FIG. 1 is a microring resonator with a wide FSR. The microring resonator is a microring that has a radius of 2.75 μm and that is based on an SOI platform. The microring includes three ports: an input port, a throughput port, and a drop port. An optical signal that conforms to a resonant wavelength of the microring in a channel spectrum and that is input at the input port is coupled to the microring and is output from the drop port, and an optical signal that does not conform to the resonant wavelength of the microring is not coupled to the microring and is directly output from the throughput port.
FIG. 2 is a spectrogram of the microring resonator. It can be learned that the FSR is approximately 33.4 nm, and a 3 dB spectral bandwidth is 25 GHz. Therefore, it can be learned that a compact microring resonator can implement an operating bandwidth of a C band with an FSR close to 35 nm, so that free uploading or downloading of all channels of the C band in the WDM system can be implemented.

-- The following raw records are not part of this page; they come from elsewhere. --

/// Conversion options shared by the tokenizer, builder, and JSON output.
#[derive(Debug, Clone, Copy, PartialEq, Eq)]
pub struct Options {
    /// Number of consecutive spaces that count as one model indentation
    /// level (default: 2). Tabs always count as one level each.
    pub spaces_per_level: usize,
    /// Indentation width of pretty-printed JSON output (default: 2 spaces)
    pub indent_width: usize,
}

impl Default for Options {
    fn default() -> Self {
        Self {
            spaces_per_level: 2,
            indent_width: 2,
        }
    }
}
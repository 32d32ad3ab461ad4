use thiserror::Error;

use std::io;

/// Errors from the output half of the crate. Building a value from model
/// text cannot fail, so only reading input on behalf of a caller or writing
/// JSON text can produce one of these.
#[derive(Debug, Error)]
pub enum Error {
    #[error("i/o error: {0}")]
    Io(#[from] io::Error),

    #[error("json serialization error: {0}")]
    Json(#[from] serde_json::Error),

    #[error("{0}")]
    Message(String),
}

pub type Result<T> = core::result::Result<T, Error>;
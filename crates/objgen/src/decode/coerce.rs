//! Type detection and value coercion for model lines

use chrono::{DateTime, NaiveDate, NaiveDateTime, SecondsFormat, Utc};

use crate::number::parse_model_number;
use crate::value::Value;

/// Declared scalar type of a model line.
///
/// Type tokens other than `s`, `n`, `d`, `b` still count as a declaration
/// but carry no scalar meaning; such lines produce empty objects.
#[derive(Debug, Clone, Copy, PartialEq, Eq)]
pub(crate) enum TypeCode {
    Str,
    Num,
    Date,
    Bool,
    Obj,
}

impl TypeCode {
    #[inline]
    fn from_letter(b: u8) -> Self {
        match b.to_ascii_lowercase() {
            b's' => TypeCode::Str,
            b'n' => TypeCode::Num,
            b'd' => TypeCode::Date,
            b'b' => TypeCode::Bool,
            _ => TypeCode::Obj,
        }
    }
}

#[inline]
fn is_word_byte(b: u8) -> bool {
    b.is_ascii_alphanumeric() || b == b'_'
}

/// Match `name<whitespace>typeToken` at the start of a line whose array
/// markers were already stripped. The type is the first letter of the type
/// token; the rest of the line is ignored here.
pub(crate) fn detect_type(stripped: &str) -> Option<TypeCode> {
    let b = stripped.as_bytes();
    let mut i = 0usize;
    while i < b.len() && is_word_byte(b[i]) {
        i += 1;
    }
    if i == 0 {
        return None;
    }
    let mut j = i;
    while j < b.len() && b[j].is_ascii_whitespace() {
        j += 1;
    }
    if j == i || j >= b.len() || !is_word_byte(b[j]) {
        return None;
    }
    Some(TypeCode::from_letter(b[j]))
}

/// Coerce one scalar. `raw` is the trimmed text after `=`, or `None` when
/// the line had no `=`; every type has a structural default for that case.
pub(crate) fn scalar_value(code: TypeCode, raw: Option<&str>) -> Value {
    let raw = raw.unwrap_or("");
    match code {
        TypeCode::Str => Value::String(raw.to_string()),
        TypeCode::Num => Value::Number(parse_model_number(raw)),
        TypeCode::Bool => Value::Bool(raw == "true"),
        TypeCode::Date => Value::String(date_string(raw)),
        TypeCode::Obj => Value::Object(Vec::new()),
    }
}

/// Coerce an array line's value: comma-separated segments, each trimmed and
/// coerced on its own. A line without `=` yields an empty array.
pub(crate) fn list_value(code: TypeCode, raw: Option<&str>) -> Value {
    match raw {
        Some(raw) => Value::Array(
            raw.split(',')
                .map(|seg| scalar_value(code, Some(seg.trim())))
                .collect(),
        ),
        None => Value::Array(Vec::new()),
    }
}

/// ISO-8601 UTC string for a `d`-typed value. Empty or unparseable text
/// yields the current instant; bad dates never abort a conversion.
fn date_string(raw: &str) -> String {
    parse_date(raw).to_rfc3339_opts(SecondsFormat::Millis, true)
}

fn parse_date(raw: &str) -> DateTime<Utc> {
    if let Ok(dt) = DateTime::parse_from_rfc3339(raw) {
        return dt.with_timezone(&Utc);
    }
    for fmt in ["%Y-%m-%dT%H:%M:%S%.f", "%Y-%m-%d %H:%M:%S%.f"] {
        if let Ok(naive) = NaiveDateTime::parse_from_str(raw, fmt) {
            return naive.and_utc();
        }
    }
    if let Ok(date) = NaiveDate::parse_from_str(raw, "%Y-%m-%d") {
        if let Some(naive) = date.and_hms_opt(0, 0, 0) {
            return naive.and_utc();
        }
    }
    Utc::now()
}

#[cfg(test)]
mod tests {
    use super::*;
    use crate::value::Number;

    #[test]
    fn test_detect_type() {
        assert_eq!(detect_type("id s = 1"), Some(TypeCode::Str));
        assert_eq!(detect_type("amount n = 100"), Some(TypeCode::Num));
        assert_eq!(detect_type("when d"), Some(TypeCode::Date));
        assert_eq!(detect_type("demo b = true"), Some(TypeCode::Bool));
        assert_eq!(detect_type("x t = 1"), Some(TypeCode::Obj)); // unknown token
        assert_eq!(detect_type("amount N = 1"), Some(TypeCode::Num)); // case folded
        // Only the first letter of the type token counts
        assert_eq!(detect_type("total number"), Some(TypeCode::Num));

        assert_eq!(detect_type("name = test"), None); // '=' is not a word char
        assert_eq!(detect_type("person"), None);
        assert_eq!(detect_type("this.that s = x"), None); // dot stops the name run
        assert_eq!(detect_type(""), None);
    }

    #[test]
    fn test_scalar_defaults() {
        assert_eq!(scalar_value(TypeCode::Str, None), Value::String(String::new()));
        assert_eq!(
            scalar_value(TypeCode::Num, None),
            Value::Number(Number::I64(0))
        );
        assert_eq!(scalar_value(TypeCode::Bool, None), Value::Bool(false));
        assert_eq!(scalar_value(TypeCode::Obj, None), Value::Object(Vec::new()));
    }

    #[test]
    fn test_scalar_bool_is_literal_true_only() {
        assert_eq!(scalar_value(TypeCode::Bool, Some("true")), Value::Bool(true));
        assert_eq!(scalar_value(TypeCode::Bool, Some("True")), Value::Bool(false));
        assert_eq!(scalar_value(TypeCode::Bool, Some("1")), Value::Bool(false));
    }

    #[test]
    fn test_list_values() {
        assert_eq!(
            list_value(TypeCode::Str, Some("1, 2, 3")),
            Value::Array(vec![
                Value::String("1".to_string()),
                Value::String("2".to_string()),
                Value::String("3".to_string()),
            ])
        );
        assert_eq!(
            list_value(TypeCode::Num, Some("1, x")),
            Value::Array(vec![
                Value::Number(Number::I64(1)),
                Value::Number(Number::I64(0)),
            ])
        );
        // '=' with nothing after it still coerces one empty segment
        assert_eq!(
            list_value(TypeCode::Str, Some("")),
            Value::Array(vec![Value::String(String::new())])
        );
        assert_eq!(list_value(TypeCode::Num, None), Value::Array(Vec::new()));
    }

    #[test]
    fn test_date_values() {
        assert_eq!(
            scalar_value(TypeCode::Date, Some("2017-03-09T12:34:56.789Z")),
            Value::String("2017-03-09T12:34:56.789Z".to_string())
        );
        assert_eq!(
            scalar_value(TypeCode::Date, Some("2017-02-10")),
            Value::String("2017-02-10T00:00:00.000Z".to_string())
        );
        // Offset input normalizes to UTC
        assert_eq!(
            scalar_value(TypeCode::Date, Some("2017-03-09T12:00:00+02:00")),
            Value::String("2017-03-09T10:00:00.000Z".to_string())
        );
    }

    #[test]
    fn test_bad_date_degrades_to_now() {
        let before = Utc::now();
        let parsed = parse_date("not a date");
        let after = Utc::now();
        assert!(parsed >= before && parsed <= after);
    }
}
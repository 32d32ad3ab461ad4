use objgen::decode::scanner::scan;

#[test]
fn scan_basic_depths() {
    let input = "person\n  name = x\n\tage n = 1\n";
    let lines = scan(input, 2);
    assert_eq!(lines.len(), 3);
    assert_eq!((lines[0].text, lines[0].depth), ("person", 1));
    assert_eq!((lines[1].text, lines[1].depth), ("name = x", 2));
    assert_eq!((lines[2].text, lines[2].depth), ("age n = 1", 2));
}

#[test]
fn first_line_depth_is_always_one() {
    let lines = scan("    a = 1\n  b = 2\n", 2);
    assert_eq!((lines[0].text, lines[0].depth), ("a = 1", 1));
    assert_eq!((lines[1].text, lines[1].depth), ("b = 2", 2));
}

#[test]
fn tabs_and_space_groups_compose() {
    let lines = scan("a\n\t  b = 1\n", 2);
    assert_eq!(lines[1].depth, 3); // one tab + one full space group
}

#[test]
fn leftover_spaces_do_not_count() {
    let lines = scan("a\n   b = 1\n", 2);
    assert_eq!(lines[1].depth, 2); // one group of two, one spare space
}

#[test]
fn spaces_per_level_is_configurable() {
    let input = "a\n    b = 1\n";
    assert_eq!(scan(input, 4)[1].depth, 2);
    assert_eq!(scan(input, 2)[1].depth, 3);
}

#[test]
fn blank_and_bracket_only_lines_are_dropped() {
    let lines = scan("a = 1\n\n   \n]\n[\nb = 2\n", 2);
    assert_eq!(lines.len(), 2);
    assert_eq!(lines[0].text, "a = 1");
    assert_eq!(lines[1].text, "b = 2");
}

#[test]
fn array_marker_lines_survive_the_blank_filter() {
    let lines = scan("[]\n  id = 1\n[2]\n", 2);
    assert_eq!(lines.len(), 3);
    assert_eq!((lines[0].text, lines[0].depth), ("[]", 1));
    assert_eq!((lines[2].text, lines[2].depth), ("[2]", 1));
}

#[test]
fn crlf_input_behaves_like_lf() {
    let lines = scan("a = 1\r\n  b = 2\r\n", 2);
    assert_eq!((lines[0].text, lines[0].depth), ("a = 1", 1));
    assert_eq!((lines[1].text, lines[1].depth), ("b = 2", 2));
}

#[test]
fn emitted_text_is_trimmed() {
    let lines = scan("  a = 1  \n", 2);
    assert_eq!(lines[0].text, "a = 1");
}

#[test]
fn empty_input_yields_no_lines() {
    assert!(scan("", 2).is_empty());
    assert!(scan("\n\n  \n", 2).is_empty());
}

FIG. 3 is a thermo-optical tuning optical filter of a cascaded microring. A waveguide is designed as a ridge waveguide, a width is 0.4 μm, an inner ridge height is 0.34 μm, and a flat region height is 0.1 μm. At the wavelength of 1550 nm, an effective refractive index is 2.83. To improve tuning precision, if a radius R1 of a microring 1 is selected to be 48 μm, FSR1=2.8 nm. If a radius R2 of a microring 2 is 50 μm, FSR2=2.7 nm. FSR=FSR1−FSR2=2.8−2.7=0.1 nm, and a cursor effect of the cascaded microring resonator is shown in FIG. 4. Initial alignment is started from a wavelength λ00. Assuming that alignment is performed again at a wavelength (λ00+Δλmax) after the microring 1 passes through N resonant peaks and the microring 2 passes through (N+1) resonant peaks, that is, FSR1×N=FSR2×(N+1), it can be learned that N=27. Therefore, a maximum wavelength tuning range is: Δλmax=FSR1×27=75.6 nm. If maximum wavelength tuning is implemented by controlling to heat the microring 2, a tuning wavelength of the microring 2 needs to be moved: FSR×N=2.7 nm, (N+1=28) discrete alignment wavelengths may be obtained in total, and a spacing between these discrete alignment wavelengths is FSR1=2.8 nm. If the microring 1 is controlled to be heated, a total moving amount of the resonant wavelength is 2.7 nm, each moving step is 0.1 nm, and 27 comb spectrums may be obtained in total. For each fixed comb spectrum, 28 discrete alignment wavelengths may be obtained by heating the microring 2. Therefore, if the microring 1 and the microring 2 are simultaneously heated, (M=27×28=756) discrete wavelengths can be obtained in total, and a spacing between adjacent wavelength is: Δλmax/756=0.1 nm.
It can be learned from the above that, in the first microring resonator control method, a wider resonant wavelength tuning range of a single microring indicates greater tuning difficulty, and a very high requirement is imposed on the thermo-optical tuning temperature or electro-optic tuning power. Consequently, thermal stability of the component is poor. In addition, a smaller size of a unit microring indicates a higher requirement on a processing technology. In the second microring resonator control method, it is complex to control double microring resonators. In other words, there is no simple microring resonator control method with low drive power in the prior art.